3 Reform of the appeals process
34. The Government proposes to move to a single tier
of appeal for asylum seekers whose initial claim has been refused
(Clause 10 of the Bill makes provision for this). It argues
that the current system is too long and complicated, and provides
too many opportunities for people to abuse the process in order
to cause delay or abscond. The current two-tier appeal system
(adjudication/Immigration Appeal Tribunal) will be replaced by
a single appeal to a new tribunal, the Asylum and Immigration
Tribunal, headed by a President. The vast majority of appeals
would be heard and decided by a single immigration judge. Applicants
would be expected to raise all their grounds of appeal at one
hearing. On 27 October the Government stated that it was also
"looking at ways to restrict access to the higher courts".[27]
Clause 10 of the Bill specifies a range of decisions and activities
of the new tribunal which will not be challengeable by way of
judicial review or otherwise in the higher courts. These include
judicial review of removal decisions flowing from a tribunal decision.[28]

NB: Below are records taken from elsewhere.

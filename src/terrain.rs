//! Elevation, water and land-use edits
//!
//! Elevation edits are transactional. Candidate corner heights are computed
//! for every touched cell, every road edge of those cells is checked against
//! the candidates, and only then is anything written. Rivers that the new
//! heights make uphill are removed after the commit.

use crate::cell::{CellId, Industry, MaterialTag, Scenery, SettlementId};
use crate::chunk::RefreshScope;
use crate::direction::Direction;
use crate::elevation::ElevationGrid;
use crate::error::EditError;
use crate::grid::Grid;

impl Grid {
    /// Raise or lower one corner of a cell.
    pub fn change_vertex_elevation(
        &mut self,
        id: CellId,
        vertex: Direction,
        delta: i32,
    ) -> Result<(), EditError> {
        self.change_vertex_elevations(&[(id, vertex)], delta)
    }

    /// Apply `delta` to several corners as one edit. Either every corner
    /// changes or none does.
    pub fn change_vertex_elevations(
        &mut self,
        vertices: &[(CellId, Direction)],
        delta: i32,
    ) -> Result<(), EditError> {
        let mut candidates: Vec<(CellId, ElevationGrid)> = Vec::with_capacity(vertices.len());
        for &(id, vertex) in vertices {
            if !vertex.is_diagonal() {
                return Err(EditError::NotACorner(vertex));
            }
            let index = match candidates.iter().position(|(c, _)| *c == id) {
                Some(index) => index,
                None => {
                    candidates.push((id, *self.cell(id).elevation()));
                    candidates.len() - 1
                }
            };
            let corners = &mut candidates[index].1;
            corners[vertex] = corners[vertex].checked_add(delta).ok_or(EditError::LevelOverflow)?;
        }

        if let Err(e) = self.check_roads_against(&candidates) {
            log::debug!("Could not change elevation: {}", e);
            return Err(e);
        }

        for &(id, corners) in &candidates {
            self.cell_mut(id).elevation = corners;
        }
        self.after_elevation_change(&candidates);
        Ok(())
    }

    /// Replace all four corners of a cell at once.
    pub fn set_elevations(&mut self, id: CellId, elevation: ElevationGrid) -> Result<(), EditError> {
        let candidates = [(id, elevation)];
        self.check_roads_against(&candidates)?;
        self.cell_mut(id).elevation = elevation;
        self.after_elevation_change(&candidates);
        Ok(())
    }

    /// Every road on a candidate cell must stay cliff-free and within the
    /// slope limit when measured against the candidate heights.
    fn check_roads_against(&self, candidates: &[(CellId, ElevationGrid)]) -> Result<(), EditError> {
        let lookup = |id: CellId| {
            candidates
                .iter()
                .find(|(c, _)| *c == id)
                .map(|(_, corners)| corners)
                .unwrap_or_else(|| self.cell(id).elevation())
        };
        let limit = self.config().max_road_slope;

        for &(id, ref corners) in candidates {
            for direction in self.cell(id).roads() {
                let neighbor = self.neighbor(id, direction).map(lookup);
                if corners.has_cliff_with(direction, neighbor)
                    || corners.difference_across(direction, neighbor) > limit
                {
                    return Err(EditError::RoadConstraint { cell: id, direction });
                }
            }
        }
        Ok(())
    }

    fn after_elevation_change(&mut self, changed: &[(CellId, ElevationGrid)]) {
        for &(id, _) in changed {
            self.prune_rivers(id);
        }
        for &(id, _) in changed {
            self.refresh(id, RefreshScope::Full);
        }
    }

    pub fn set_water_level(&mut self, id: CellId, level: i32) {
        if self.cell(id).water_level() == level {
            return;
        }
        self.cell_mut(id).water_level = level;
        self.refresh(id, RefreshScope::Full);
    }

    pub fn change_water_level(&mut self, id: CellId, delta: i32) -> Result<(), EditError> {
        let level = self
            .cell(id)
            .water_level()
            .checked_add(delta)
            .ok_or(EditError::LevelOverflow)?;
        self.set_water_level(id, level);
        Ok(())
    }

    pub fn set_material(&mut self, id: CellId, material: MaterialTag) {
        if self.cell(id).material() == material {
            return;
        }
        self.cell_mut(id).material = material;
        self.refresh(id, RefreshScope::Full);
    }

    pub fn set_urban_level(&mut self, id: CellId, level: u8) {
        if self.cell(id).urban_level() != level {
            self.cell_mut(id).urban_level = level;
            self.refresh(id, RefreshScope::SelfOnly);
        }
    }

    pub fn set_plant_level(&mut self, id: CellId, level: u8) {
        if self.cell(id).plant_level() != level {
            self.cell_mut(id).plant_level = level;
            self.refresh(id, RefreshScope::SelfOnly);
        }
    }

    pub fn set_scenery(&mut self, id: CellId, scenery: Option<Scenery>) {
        if self.cell(id).scenery() != scenery {
            self.cell_mut(id).scenery = scenery;
            self.refresh(id, RefreshScope::SelfOnly);
        }
    }

    pub fn set_industry(&mut self, id: CellId, industry: Option<Industry>) {
        if self.cell(id).industry() != industry {
            self.cell_mut(id).industry = industry;
            self.refresh(id, RefreshScope::SelfOnly);
        }
    }

    /// Attach a settlement. A cell holds at most one.
    pub fn found_settlement(&mut self, id: CellId, settlement: SettlementId) -> Result<(), EditError> {
        if self.cell(id).settlement().is_some() {
            return Err(EditError::SettlementExists);
        }
        self.cell_mut(id).settlement = Some(settlement);
        self.refresh(id, RefreshScope::SelfOnly);
        Ok(())
    }

    /// Clear every structure and land use from the cell.
    pub fn demolish(&mut self, id: CellId) {
        let cell = self.cell_mut(id);
        cell.urban_level = 0;
        cell.plant_level = 0;
        cell.scenery = None;
        cell.industry = None;
        cell.settlement = None;
        self.refresh(id, RefreshScope::Full);
    }
}
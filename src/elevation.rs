//! Per-corner cell elevations and the cliff / slope rules between cells

use serde::{Deserialize, Serialize};
use std::ops::{Index, IndexMut};

use crate::direction::Direction;

/// Integer elevations of a cell's four corners.
///
/// Indexed by the diagonal directions only. Orthogonal directions name
/// edges, not corners, and indexing with one is a caller bug.
#[derive(Clone, Copy, Debug, Default, PartialEq, Eq, Hash, Serialize, Deserialize)]
pub struct ElevationGrid {
    corners: [i32; 4],
}

impl ElevationGrid {
    pub const fn new(ne: i32, se: i32, sw: i32, nw: i32) -> Self {
        Self { corners: [ne, se, sw, nw] }
    }

    /// All four corners at the same height.
    pub const fn flat(height: i32) -> Self {
        Self { corners: [height; 4] }
    }

    #[inline]
    fn slot(corner: Direction) -> usize {
        match corner {
            Direction::NE => 0,
            Direction::SE => 1,
            Direction::SW => 2,
            Direction::NW => 3,
            Direction::N | Direction::E | Direction::S | Direction::W => {
                panic!("{} is not a corner", corner)
            }
        }
    }

    /// Mean of the four corners.
    pub fn centre(&self) -> f32 {
        self.corners.iter().map(|&c| c as i64).sum::<i64>() as f32 / 4.0
    }

    pub fn min(&self) -> i32 {
        self.corners.iter().copied().min().unwrap_or_default()
    }

    pub fn max(&self) -> i32 {
        self.corners.iter().copied().max().unwrap_or_default()
    }

    /// Largest corner mismatch across the edge in `dir`.
    ///
    /// Compared against `neighbor` when there is one. At the grid boundary the
    /// edge corners are compared with the corners on the far side of this
    /// cell, which measures the slope running into that edge.
    pub fn difference_across(&self, dir: Direction, neighbor: Option<&ElevationGrid>) -> i32 {
        let other = neighbor.unwrap_or(self);
        dir.shared_corners()
            .iter()
            .map(|&(own, theirs)| (self[own] as i64 - other[theirs] as i64).abs())
            .max()
            .map_or(0, |d| d.min(i32::MAX as i64) as i32)
    }

    /// True when the corners bounding the edge in `dir` do not meet the
    /// neighbor's corners exactly. Never a cliff without a neighbor.
    pub fn has_cliff_with(&self, dir: Direction, neighbor: Option<&ElevationGrid>) -> bool {
        match neighbor {
            Some(other) => dir
                .shared_corners()
                .iter()
                .any(|&(own, theirs)| self[own] != other[theirs]),
            None => false,
        }
    }
}

/// # Panics
///
/// Panics when indexed with an orthogonal direction. Use
/// `Direction::is_diagonal` to check untrusted input first.
impl Index<Direction> for ElevationGrid {
    type Output = i32;

    fn index(&self, corner: Direction) -> &i32 {
        &self.corners[Self::slot(corner)]
    }
}

impl IndexMut<Direction> for ElevationGrid {
    fn index_mut(&mut self, corner: Direction) -> &mut i32 {
        &mut self.corners[Self::slot(corner)]
    }
}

35. Several of our witnesses expressed hostility
to the Government's proposals. JUSTICE commented that previous
recent reforms of the asylum appeals process had "singularly
failed to address inefficiency, inaccuracy and incompetence within
the initial decision-making process which directly cause inefficiency
and delays at the appellate stage". They argued that in the
absence of efficient decision-making at the initial stage, it
is often only at the stage of first appeal that the substantive
merits of an applicant's case are given a proper hearing, and
that a second level of appeal is therefore desirable in the interests
of fairness. JUSTICE also expressed concern at the Government's
proposals to seek ways of restricting access to the higher courts.[29]
The Law Society expressed similar views.[30]
36. Citizens Advice stated that they understood the
rationale behind the Government's proposals, and might support
them if there were grounds for confidence that every appellant
would be assured of access to good-quality legal advice and representation
before the single-tier tribunal. However, they added that given
the existing shortage of good-quality legal advice and uncertainty
over the future of legal aid, they could not be confident of this.[31]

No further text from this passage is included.